What is needed
The answer is to be an exact copy of the lines below running from the line with "match the web client." down to the line with "the storage key.", both ends included, and nothing more.

(Beginning of Data extracts)

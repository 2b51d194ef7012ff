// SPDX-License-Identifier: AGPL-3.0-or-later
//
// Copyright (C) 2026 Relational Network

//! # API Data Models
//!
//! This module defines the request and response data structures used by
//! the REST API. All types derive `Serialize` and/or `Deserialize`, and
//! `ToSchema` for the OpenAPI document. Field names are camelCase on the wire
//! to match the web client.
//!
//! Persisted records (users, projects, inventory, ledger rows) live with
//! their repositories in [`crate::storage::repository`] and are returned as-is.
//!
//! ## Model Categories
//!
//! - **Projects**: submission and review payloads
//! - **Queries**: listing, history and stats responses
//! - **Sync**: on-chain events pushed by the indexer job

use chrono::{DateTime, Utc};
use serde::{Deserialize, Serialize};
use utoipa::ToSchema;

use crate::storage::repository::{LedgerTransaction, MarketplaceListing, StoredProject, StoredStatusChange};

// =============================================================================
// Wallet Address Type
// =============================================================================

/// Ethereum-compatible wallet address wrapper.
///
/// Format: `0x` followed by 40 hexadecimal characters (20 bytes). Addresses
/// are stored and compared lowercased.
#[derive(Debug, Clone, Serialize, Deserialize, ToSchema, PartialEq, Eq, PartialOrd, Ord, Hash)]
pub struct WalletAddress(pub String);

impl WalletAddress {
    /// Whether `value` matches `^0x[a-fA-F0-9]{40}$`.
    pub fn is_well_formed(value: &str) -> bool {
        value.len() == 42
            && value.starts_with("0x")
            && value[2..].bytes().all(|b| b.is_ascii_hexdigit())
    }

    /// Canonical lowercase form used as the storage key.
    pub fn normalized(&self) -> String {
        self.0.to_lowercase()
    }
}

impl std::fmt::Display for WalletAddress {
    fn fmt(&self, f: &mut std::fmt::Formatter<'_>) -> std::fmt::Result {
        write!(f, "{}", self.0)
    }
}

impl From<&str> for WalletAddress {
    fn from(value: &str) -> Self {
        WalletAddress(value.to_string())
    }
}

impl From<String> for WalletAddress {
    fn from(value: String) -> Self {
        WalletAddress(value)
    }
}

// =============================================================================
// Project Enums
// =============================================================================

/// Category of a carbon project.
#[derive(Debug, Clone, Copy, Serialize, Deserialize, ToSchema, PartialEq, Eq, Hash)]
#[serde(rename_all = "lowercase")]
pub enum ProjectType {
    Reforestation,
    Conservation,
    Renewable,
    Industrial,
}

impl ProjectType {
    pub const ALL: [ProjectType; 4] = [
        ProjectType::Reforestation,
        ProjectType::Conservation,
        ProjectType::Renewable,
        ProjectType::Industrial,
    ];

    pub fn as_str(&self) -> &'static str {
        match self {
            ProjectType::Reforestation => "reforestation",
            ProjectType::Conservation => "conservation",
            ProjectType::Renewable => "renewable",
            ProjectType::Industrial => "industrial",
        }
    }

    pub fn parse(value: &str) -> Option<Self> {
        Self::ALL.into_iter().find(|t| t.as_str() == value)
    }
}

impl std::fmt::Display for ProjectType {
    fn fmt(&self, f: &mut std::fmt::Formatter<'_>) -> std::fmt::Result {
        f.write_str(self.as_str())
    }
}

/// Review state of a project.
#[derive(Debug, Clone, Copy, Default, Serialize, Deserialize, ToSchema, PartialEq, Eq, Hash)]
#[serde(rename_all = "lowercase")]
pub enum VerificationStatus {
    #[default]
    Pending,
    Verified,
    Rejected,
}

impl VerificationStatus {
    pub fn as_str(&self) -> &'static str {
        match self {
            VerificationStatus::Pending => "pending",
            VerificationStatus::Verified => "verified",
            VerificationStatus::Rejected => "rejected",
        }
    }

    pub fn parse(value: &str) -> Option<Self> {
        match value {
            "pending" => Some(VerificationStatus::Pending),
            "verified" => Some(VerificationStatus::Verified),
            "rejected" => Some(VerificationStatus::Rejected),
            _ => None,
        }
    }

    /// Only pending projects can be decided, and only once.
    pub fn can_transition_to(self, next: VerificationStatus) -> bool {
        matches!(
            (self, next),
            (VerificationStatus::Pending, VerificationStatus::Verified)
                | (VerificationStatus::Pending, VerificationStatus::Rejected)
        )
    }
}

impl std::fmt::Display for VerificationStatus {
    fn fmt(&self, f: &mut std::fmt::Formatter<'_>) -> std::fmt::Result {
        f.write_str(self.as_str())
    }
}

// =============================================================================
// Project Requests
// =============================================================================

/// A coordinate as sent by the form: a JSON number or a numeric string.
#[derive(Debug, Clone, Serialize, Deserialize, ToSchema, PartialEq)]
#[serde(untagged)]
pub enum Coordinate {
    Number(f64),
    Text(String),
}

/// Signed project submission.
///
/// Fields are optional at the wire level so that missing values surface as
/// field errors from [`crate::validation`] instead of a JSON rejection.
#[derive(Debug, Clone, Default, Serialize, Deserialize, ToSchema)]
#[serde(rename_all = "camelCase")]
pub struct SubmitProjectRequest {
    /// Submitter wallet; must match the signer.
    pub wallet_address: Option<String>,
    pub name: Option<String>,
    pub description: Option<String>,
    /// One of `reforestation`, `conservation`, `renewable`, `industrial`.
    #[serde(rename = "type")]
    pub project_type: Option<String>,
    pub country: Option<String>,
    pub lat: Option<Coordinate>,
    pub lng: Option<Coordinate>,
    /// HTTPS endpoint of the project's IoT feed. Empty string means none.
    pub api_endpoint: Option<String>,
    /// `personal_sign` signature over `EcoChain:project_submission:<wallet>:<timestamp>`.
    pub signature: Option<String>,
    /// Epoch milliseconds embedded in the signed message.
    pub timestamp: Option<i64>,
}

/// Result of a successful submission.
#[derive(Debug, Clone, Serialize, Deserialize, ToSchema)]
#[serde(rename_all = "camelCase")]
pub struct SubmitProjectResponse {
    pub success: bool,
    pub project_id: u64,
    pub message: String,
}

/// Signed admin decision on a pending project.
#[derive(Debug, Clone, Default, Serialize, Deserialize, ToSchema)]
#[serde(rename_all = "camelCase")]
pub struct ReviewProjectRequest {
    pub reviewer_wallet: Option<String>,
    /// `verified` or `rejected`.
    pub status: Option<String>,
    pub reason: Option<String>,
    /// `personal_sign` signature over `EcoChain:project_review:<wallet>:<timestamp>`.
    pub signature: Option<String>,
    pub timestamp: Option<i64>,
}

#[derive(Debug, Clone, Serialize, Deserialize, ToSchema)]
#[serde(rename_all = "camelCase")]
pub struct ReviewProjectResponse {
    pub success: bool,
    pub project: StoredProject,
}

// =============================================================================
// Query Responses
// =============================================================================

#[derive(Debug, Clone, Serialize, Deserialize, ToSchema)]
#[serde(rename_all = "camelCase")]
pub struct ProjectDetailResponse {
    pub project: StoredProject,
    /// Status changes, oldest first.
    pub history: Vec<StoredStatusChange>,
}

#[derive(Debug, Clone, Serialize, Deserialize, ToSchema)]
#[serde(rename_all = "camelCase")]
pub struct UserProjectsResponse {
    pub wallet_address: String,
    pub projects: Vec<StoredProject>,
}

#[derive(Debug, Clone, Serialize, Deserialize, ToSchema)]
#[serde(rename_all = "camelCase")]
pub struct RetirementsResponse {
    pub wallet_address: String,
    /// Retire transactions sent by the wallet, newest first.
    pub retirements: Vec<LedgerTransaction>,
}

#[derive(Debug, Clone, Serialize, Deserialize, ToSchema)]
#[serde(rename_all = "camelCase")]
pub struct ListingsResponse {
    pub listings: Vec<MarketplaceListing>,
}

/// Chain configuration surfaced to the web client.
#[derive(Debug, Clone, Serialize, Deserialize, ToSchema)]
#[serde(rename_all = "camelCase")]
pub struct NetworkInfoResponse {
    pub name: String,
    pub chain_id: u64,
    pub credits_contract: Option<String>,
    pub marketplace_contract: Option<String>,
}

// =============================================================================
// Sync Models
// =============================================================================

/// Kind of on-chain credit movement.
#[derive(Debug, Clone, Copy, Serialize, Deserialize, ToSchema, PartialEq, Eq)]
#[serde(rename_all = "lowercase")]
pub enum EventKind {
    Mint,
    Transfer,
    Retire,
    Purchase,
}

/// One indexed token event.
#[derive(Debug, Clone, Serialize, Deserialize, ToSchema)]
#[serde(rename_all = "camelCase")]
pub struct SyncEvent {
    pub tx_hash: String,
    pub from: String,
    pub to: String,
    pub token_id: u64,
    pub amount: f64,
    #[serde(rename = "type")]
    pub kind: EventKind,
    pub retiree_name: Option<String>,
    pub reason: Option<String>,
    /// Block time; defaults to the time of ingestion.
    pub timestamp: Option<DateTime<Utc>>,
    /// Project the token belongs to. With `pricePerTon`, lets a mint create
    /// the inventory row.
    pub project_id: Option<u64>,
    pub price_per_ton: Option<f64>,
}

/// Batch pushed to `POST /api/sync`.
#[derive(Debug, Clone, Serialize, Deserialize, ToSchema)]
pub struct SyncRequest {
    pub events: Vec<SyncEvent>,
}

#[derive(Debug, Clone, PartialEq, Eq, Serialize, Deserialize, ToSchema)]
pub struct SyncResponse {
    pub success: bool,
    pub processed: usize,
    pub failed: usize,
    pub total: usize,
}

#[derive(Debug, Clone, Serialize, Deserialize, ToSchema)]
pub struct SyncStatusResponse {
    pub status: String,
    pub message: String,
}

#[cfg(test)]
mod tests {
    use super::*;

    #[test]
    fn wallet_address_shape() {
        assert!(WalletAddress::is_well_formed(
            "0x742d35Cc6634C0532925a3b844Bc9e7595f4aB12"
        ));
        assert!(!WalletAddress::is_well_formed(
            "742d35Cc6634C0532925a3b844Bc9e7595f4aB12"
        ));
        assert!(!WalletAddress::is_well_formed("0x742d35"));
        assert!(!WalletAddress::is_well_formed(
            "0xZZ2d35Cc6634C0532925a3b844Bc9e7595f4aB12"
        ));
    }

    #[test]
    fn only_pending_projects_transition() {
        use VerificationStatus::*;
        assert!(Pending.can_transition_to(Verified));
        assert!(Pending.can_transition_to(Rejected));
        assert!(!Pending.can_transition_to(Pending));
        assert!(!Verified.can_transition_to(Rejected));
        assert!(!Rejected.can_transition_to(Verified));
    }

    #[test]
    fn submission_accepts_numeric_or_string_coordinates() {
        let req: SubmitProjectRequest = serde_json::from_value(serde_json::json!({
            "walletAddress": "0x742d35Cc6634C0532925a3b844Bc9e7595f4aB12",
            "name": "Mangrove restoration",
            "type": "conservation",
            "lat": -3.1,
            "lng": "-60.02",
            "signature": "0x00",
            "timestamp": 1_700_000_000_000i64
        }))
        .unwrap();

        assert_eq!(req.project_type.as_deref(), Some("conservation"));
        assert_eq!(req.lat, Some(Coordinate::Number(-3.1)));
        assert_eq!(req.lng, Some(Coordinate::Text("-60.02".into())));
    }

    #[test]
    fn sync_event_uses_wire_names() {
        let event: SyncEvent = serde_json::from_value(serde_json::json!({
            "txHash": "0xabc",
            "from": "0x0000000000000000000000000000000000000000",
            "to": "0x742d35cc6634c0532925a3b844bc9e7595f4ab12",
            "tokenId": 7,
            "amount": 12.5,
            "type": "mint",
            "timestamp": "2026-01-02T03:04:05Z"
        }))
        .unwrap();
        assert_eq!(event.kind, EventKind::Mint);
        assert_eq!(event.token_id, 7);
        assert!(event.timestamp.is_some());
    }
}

(End of Data extracts)

Solution for this problem
//! to match the web client.
//!
//! Persisted records (users, projects, inventory, ledger rows) live with
//! their repositories in [`crate::storage::repository`] and are returned as-is.
//!
//! ## Model Categories
//!
//! - **Projects**: submission and review payloads
//! - **Queries**: listing, history and stats responses
//! - **Sync**: on-chain events pushed by the indexer job

use chrono::{DateTime, Utc};
use serde::{Deserialize, Serialize};
use utoipa::ToSchema;

use crate::storage::repository::{LedgerTransaction, MarketplaceListing, StoredProject, StoredStatusChange};

// =============================================================================
// Wallet Address Type
// =============================================================================

/// Ethereum-compatible wallet address wrapper.
///
/// Format: `0x` followed by 40 hexadecimal characters (20 bytes). Addresses
/// are stored and compared lowercased.
#[derive(Debug, Clone, Serialize, Deserialize, ToSchema, PartialEq, Eq, PartialOrd, Ord, Hash)]
pub struct WalletAddress(pub String);

impl WalletAddress {
    /// Whether `value` matches `^0x[a-fA-F0-9]{40}$`.
    pub fn is_well_formed(value: &str) -> bool {
        value.len() == 42
            && value.starts_with("0x")
            && value[2..].bytes().all(|b| b.is_ascii_hexdigit())
    }

    /// Canonical lowercase form used as the storage key.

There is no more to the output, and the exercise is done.